Description The reservoirs were constructed between 1893 and 1904 by the City of Birmingham's Water Department to supply clean water to the Birmingham area, by gravity feed along an aqueduct with a gradient of 1 in 2,300.
Before the construction of the dams, the standard gauge Elan Valley Railway was built to all dam sites from a junction of the Mid Wales Railway, at Rhayader. The railway was also built along the dams themselves at varying heights, on wooden scaffolding supported by concrete parapets. The railway itself went as far as a never completed Dolymynach dam lower down the valley from the Claerwen dam, as it had to be built at the same time as the other dams as the lake would have flooded the construction otherwise, however, it was never needed, and the Claerwen dam used road transport only, being opened in 1952.
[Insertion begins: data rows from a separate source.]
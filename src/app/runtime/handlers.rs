//! Event-loop handlers that apply worker results to `AppState`.

use std::time::Instant;

use crate::logic::comments::CommentTicket;
use crate::logic::filter::{reconcile_selection, selected_post};
use crate::logic::overlay::close;
use crate::logic::posts::PostOutcome;
use crate::sources::ApiError;
use crate::state::{AppState, Comment, Overlay};

/// Alert shown when the collection cannot be loaded.
pub const LOAD_ERROR_MESSAGE: &str = "Error loading posts from server";

/// What: Apply a posts worker outcome.
///
/// Inputs:
/// - `app`: Application state
/// - `outcome`: Result of a load, create, update or delete request
///
/// Output:
/// - None (mutates the collection, overlay and notifications)
///
/// Details:
/// - Nothing is changed locally until this point; a failure leaves the
///   collection exactly as it was, except a failed load which clears it.
/// - Create and edit overlays close only on success. On failure the draft is
///   kept and becomes editable again.
/// - Selection follows the previously selected post by id.
pub fn handle_post_outcome(app: &mut AppState, outcome: PostOutcome) {
    let prev = selected_post(app).map(|p| p.id);
    match outcome {
        PostOutcome::Loaded(Ok(posts)) => {
            app.loading_posts = false;
            app.store.replace_all(posts);
            reconcile_selection(app, prev);
            tracing::info!(count = app.store.len(), "posts loaded");
        }
        PostOutcome::Loaded(Err(e)) => {
            app.loading_posts = false;
            app.store.clear();
            reconcile_selection(app, None);
            tracing::error!(error = %e, "failed to load posts");
            app.show_alert(LOAD_ERROR_MESSAGE);
        }
        PostOutcome::Created(Ok(post)) => {
            let id = post.id;
            app.store.prepend(post);
            if matches!(app.overlay, Overlay::Create { .. }) {
                close(app);
            }
            reconcile_selection(app, Some(id));
            tracing::info!(id, "post created");
            app.show_toast(format!("Created post #{id}"));
        }
        PostOutcome::Created(Err(e)) => {
            if let Overlay::Create { draft } = &mut app.overlay {
                draft.submitting = false;
            }
            tracing::warn!(error = %e, "create failed");
            app.show_toast(failure_text("create post", &e));
        }
        PostOutcome::Updated { id, result: Ok(post) } => {
            if app.store.replace(post) {
                tracing::info!(id, "post updated");
                app.show_toast(format!("Updated post #{id}"));
            } else {
                tracing::warn!(id, "update for a post no longer in the list; dropped");
            }
            if matches!(&app.overlay, Overlay::Edit { post, .. } if post.id == id) {
                close(app);
            }
            reconcile_selection(app, prev);
        }
        PostOutcome::Updated { id, result: Err(e) } => {
            if let Overlay::Edit { post, draft } = &mut app.overlay
                && post.id == id
            {
                draft.submitting = false;
            }
            tracing::warn!(id, error = %e, "update failed");
            app.show_toast(failure_text("update post", &e));
        }
        PostOutcome::Deleted { id, result: Ok(()) } => {
            if app.store.remove(id).is_none() {
                tracing::debug!(id, "deleted post was already gone");
            }
            let shows_deleted = match &app.overlay {
                Overlay::Detail { post, .. } | Overlay::Edit { post, .. } => post.id == id,
                _ => false,
            };
            if shows_deleted {
                close(app);
            }
            reconcile_selection(app, prev);
            tracing::info!(id, "post deleted");
            app.show_toast(format!("Deleted post #{id}"));
        }
        PostOutcome::Deleted { id, result: Err(e) } => {
            tracing::warn!(id, error = %e, "delete failed");
            app.show_toast(failure_text("delete post", &e));
        }
    }
}

/// Toast text for a failed write.
fn failure_text(action: &str, err: &ApiError) -> String {
    match err {
        ApiError::NotFound { id } => format!("Could not {action}: post #{id} not found"),
        ApiError::Network(_) | ApiError::Decode(_) => {
            format!("Could not {action}: network error")
        }
    }
}

/// What: Apply a comments worker result.
///
/// Inputs:
/// - `app`: Application state
/// - `ticket`: Activation the request was issued for
/// - `result`: Fetched comments or the error
///
/// Output:
/// - `true` when the result belonged to the current detail view.
pub fn handle_comments_result(
    app: &mut AppState,
    ticket: CommentTicket,
    result: Result<Vec<Comment>, ApiError>,
) -> bool {
    app.comments.accept(ticket, result)
}

/// Periodic housekeeping: expire toasts.
pub fn handle_tick(app: &mut AppState, now: Instant) {
    app.expire_toast(now);
}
The navvies lived in a village constructed from wooden huts. This later became the permanent Elan Village (designed as a Model Village by the Birmingham Arts & Crafts Architect Herbert Tudor Buckland, the original settlement had a guard to prevent the illegal importing of liquor. The scheme was finally opened by King Edward VII and Queen Alexandra on 21 July 1904.
When construction of the dams was complete, most of the Elan Valley "navvies" (construction workers) moved on to the Derwent Valley in Derbyshire.
World War II They played an important role in World War II when the 35 ft. high Nant-y-Gro dam was used by Barnes Wallis to test his idea of detonating explosives against a dam wall in order to breach it. These experiments culminated in the Dambusters breaching of the dams in the Ruhr Valley. The remains of the breached Nant-y-Gro dam can still be seen today in the same state as it was left in 1942. The dam is now partially obscured by trees, but its location is marked by an interpretative plaque.
The Derwent Dam was also used by the Dambusters for practice, though it was not breached.
Aborted expansion scheme In the 1970s it was proposed that the Craig Goch reservoir should be substantially increased in size with a new and higher down-stream dam together with an upstream dam to contain water that would otherwise have flowed down the Ystwyth valley. The proposals were eventually abandoned in the face of reducing projections for industrial water demand and an increasing awareness of the environmental problems that such an expansion might create.
The reservoirs today The reservoirs are now owned by Dŵr Cymru Welsh Water.
A scale model of the reservoir network, in the form of ornamental ponds, is in Cannon Hill Park in Birmingham.